---------- SUPPLIED MATERIAL ----------

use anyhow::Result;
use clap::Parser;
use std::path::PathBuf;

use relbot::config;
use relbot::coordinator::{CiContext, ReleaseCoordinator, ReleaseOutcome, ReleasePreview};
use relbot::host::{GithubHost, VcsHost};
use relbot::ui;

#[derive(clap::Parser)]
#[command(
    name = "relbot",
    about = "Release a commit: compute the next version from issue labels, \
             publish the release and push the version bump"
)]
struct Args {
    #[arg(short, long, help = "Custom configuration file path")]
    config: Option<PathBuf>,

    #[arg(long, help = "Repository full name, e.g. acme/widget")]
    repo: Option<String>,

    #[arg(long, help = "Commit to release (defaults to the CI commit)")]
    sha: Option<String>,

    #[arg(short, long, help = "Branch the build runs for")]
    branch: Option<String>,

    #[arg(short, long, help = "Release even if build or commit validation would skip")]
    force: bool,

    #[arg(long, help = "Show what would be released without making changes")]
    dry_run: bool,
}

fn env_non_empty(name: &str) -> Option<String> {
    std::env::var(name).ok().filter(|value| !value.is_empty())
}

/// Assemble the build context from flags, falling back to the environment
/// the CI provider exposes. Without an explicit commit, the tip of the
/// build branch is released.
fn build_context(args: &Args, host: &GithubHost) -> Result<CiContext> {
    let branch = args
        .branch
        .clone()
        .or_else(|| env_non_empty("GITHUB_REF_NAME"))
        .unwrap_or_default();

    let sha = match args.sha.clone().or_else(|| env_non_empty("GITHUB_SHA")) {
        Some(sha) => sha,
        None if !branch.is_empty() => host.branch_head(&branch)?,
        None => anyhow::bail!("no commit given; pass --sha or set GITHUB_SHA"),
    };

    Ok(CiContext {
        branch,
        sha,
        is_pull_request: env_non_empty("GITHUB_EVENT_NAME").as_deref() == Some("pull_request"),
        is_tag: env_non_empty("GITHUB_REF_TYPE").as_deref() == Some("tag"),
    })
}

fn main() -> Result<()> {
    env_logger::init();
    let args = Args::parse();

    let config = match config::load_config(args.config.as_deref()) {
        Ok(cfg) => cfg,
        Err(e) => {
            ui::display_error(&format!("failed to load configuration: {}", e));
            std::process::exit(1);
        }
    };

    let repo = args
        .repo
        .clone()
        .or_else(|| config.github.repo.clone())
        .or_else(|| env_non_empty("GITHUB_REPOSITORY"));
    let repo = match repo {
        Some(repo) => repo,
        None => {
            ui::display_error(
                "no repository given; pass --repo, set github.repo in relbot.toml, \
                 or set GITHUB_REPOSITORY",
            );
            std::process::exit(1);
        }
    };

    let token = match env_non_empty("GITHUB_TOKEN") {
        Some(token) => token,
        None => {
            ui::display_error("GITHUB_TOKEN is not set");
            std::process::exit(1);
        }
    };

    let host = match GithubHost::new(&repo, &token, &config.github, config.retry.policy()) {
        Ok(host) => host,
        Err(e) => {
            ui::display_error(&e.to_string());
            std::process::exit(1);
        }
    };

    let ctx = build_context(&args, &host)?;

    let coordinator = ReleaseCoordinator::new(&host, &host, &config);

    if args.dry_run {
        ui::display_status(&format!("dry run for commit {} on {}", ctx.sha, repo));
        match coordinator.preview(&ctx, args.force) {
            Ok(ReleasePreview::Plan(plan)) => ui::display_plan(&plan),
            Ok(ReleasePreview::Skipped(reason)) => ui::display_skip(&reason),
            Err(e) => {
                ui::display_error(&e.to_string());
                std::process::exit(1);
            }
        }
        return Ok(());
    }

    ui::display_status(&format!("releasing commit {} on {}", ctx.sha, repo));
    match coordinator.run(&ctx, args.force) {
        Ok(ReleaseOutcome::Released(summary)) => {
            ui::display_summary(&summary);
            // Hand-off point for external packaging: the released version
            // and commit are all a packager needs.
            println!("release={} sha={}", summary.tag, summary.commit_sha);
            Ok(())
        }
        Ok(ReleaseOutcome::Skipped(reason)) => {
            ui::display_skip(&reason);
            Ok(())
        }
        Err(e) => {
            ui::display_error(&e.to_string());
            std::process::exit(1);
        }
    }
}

----------

TASK:
Set down the records above once more, exactly as given.

EXERCISE ANSWER:
use anyhow::Result;
use clap::Parser;
use std::path::PathBuf;

use relbot::config;
use relbot::coordinator::{CiContext, ReleaseCoordinator, ReleaseOutcome, ReleasePreview};
use relbot::host::{GithubHost, VcsHost};
use relbot::ui;

#[derive(clap::Parser)]
#[command(
    name = "relbot",
    about = "Release a commit: compute the next version from issue labels, \
             publish the release and push the version bump"
)]
struct Args {
    #[arg(short, long, help = "Custom configuration file path")]
    config: Option<PathBuf>,

    #[arg(long, help = "Repository full name, e.g. acme/widget")]
    repo: Option<String>,

    #[arg(long, help = "Commit to release (defaults to the CI commit)")]
    sha: Option<String>,

    #[arg(short, long, help = "Branch the build runs for")]
    branch: Option<String>,

    #[arg(short, long, help = "Release even if build or commit validation would skip")]
    force: bool,

    #[arg(long, help = "Show what would be released without making changes")]
    dry_run: bool,
}

fn env_non_empty(name: &str) -> Option<String> {
    std::env::var(name).ok().filter(|value| !value.is_empty())
}

/// Assemble the build context from flags, falling back to the environment
/// the CI provider exposes. Without an explicit commit, the tip of the
/// build branch is released.
fn build_context(args: &Args, host: &GithubHost) -> Result<CiContext> {
    let branch = args
        .branch
        .clone()
        .or_else(|| env_non_empty("GITHUB_REF_NAME"))
        .unwrap_or_default();

    let sha = match args.sha.clone().or_else(|| env_non_empty("GITHUB_SHA")) {
        Some(sha) => sha,
        None if !branch.is_empty() => host.branch_head(&branch)?,
        None => anyhow::bail!("no commit given; pass --sha or set GITHUB_SHA"),
    };

    Ok(CiContext {
        branch,
        sha,
        is_pull_request: env_non_empty("GITHUB_EVENT_NAME").as_deref() == Some("pull_request"),
        is_tag: env_non_empty("GITHUB_REF_TYPE").as_deref() == Some("tag"),
    })
}

fn main() -> Result<()> {
    env_logger::init();
    let args = Args::parse();

    let config = match config::load_config(args.config.as_deref()) {
        Ok(cfg) => cfg,
        Err(e) => {
            ui::display_error(&format!("failed to load configuration: {}", e));
            std::process::exit(1);
        }
    };

    let repo = args
        .repo
        .clone()
        .or_else(|| config.github.repo.clone())
        .or_else(|| env_non_empty("GITHUB_REPOSITORY"));
    let repo = match repo {
        Some(repo) => repo,
        None => {
            ui::display_error(
                "no repository given; pass --repo, set github.repo in relbot.toml, \
                 or set GITHUB_REPOSITORY",
            );
            std::process::exit(1);
        }
    };

    let token = match env_non_empty("GITHUB_TOKEN") {
        Some(token) => token,
        None => {
            ui::display_error("GITHUB_TOKEN is not set");
            std::process::exit(1);
        }
    };

    let host = match GithubHost::new(&repo, &token, &config.github, config.retry.policy()) {
        Ok(host) => host,
        Err(e) => {
            ui::display_error(&e.to_string());
            std::process::exit(1);
        }
    };

    let ctx = build_context(&args, &host)?;

    let coordinator = ReleaseCoordinator::new(&host, &host, &config);

    if args.dry_run {
        ui::display_status(&format!("dry run for commit {} on {}", ctx.sha, repo));
        match coordinator.preview(&ctx, args.force) {
            Ok(ReleasePreview::Plan(plan)) => ui::display_plan(&plan),
            Ok(ReleasePreview::Skipped(reason)) => ui::display_skip(&reason),
            Err(e) => {
                ui::display_error(&e.to_string());
                std::process::exit(1);
            }
        }
        return Ok(());
    }

    ui::display_status(&format!("releasing commit {} on {}", ctx.sha, repo));
    match coordinator.run(&ctx, args.force) {
        Ok(ReleaseOutcome::Released(summary)) => {
            ui::display_summary(&summary);
            // Hand-off point for external packaging: the released version
            // and commit are all a packager needs.
            println!("release={} sha={}", summary.tag, summary.commit_sha);
            Ok(())
        }
        Ok(ReleaseOutcome::Skipped(reason)) => {
            ui::display_skip(&reason);
            Ok(())
        }
        Err(e) => {
            ui::display_error(&e.to_string());
            std::process::exit(1);
        }
    }
}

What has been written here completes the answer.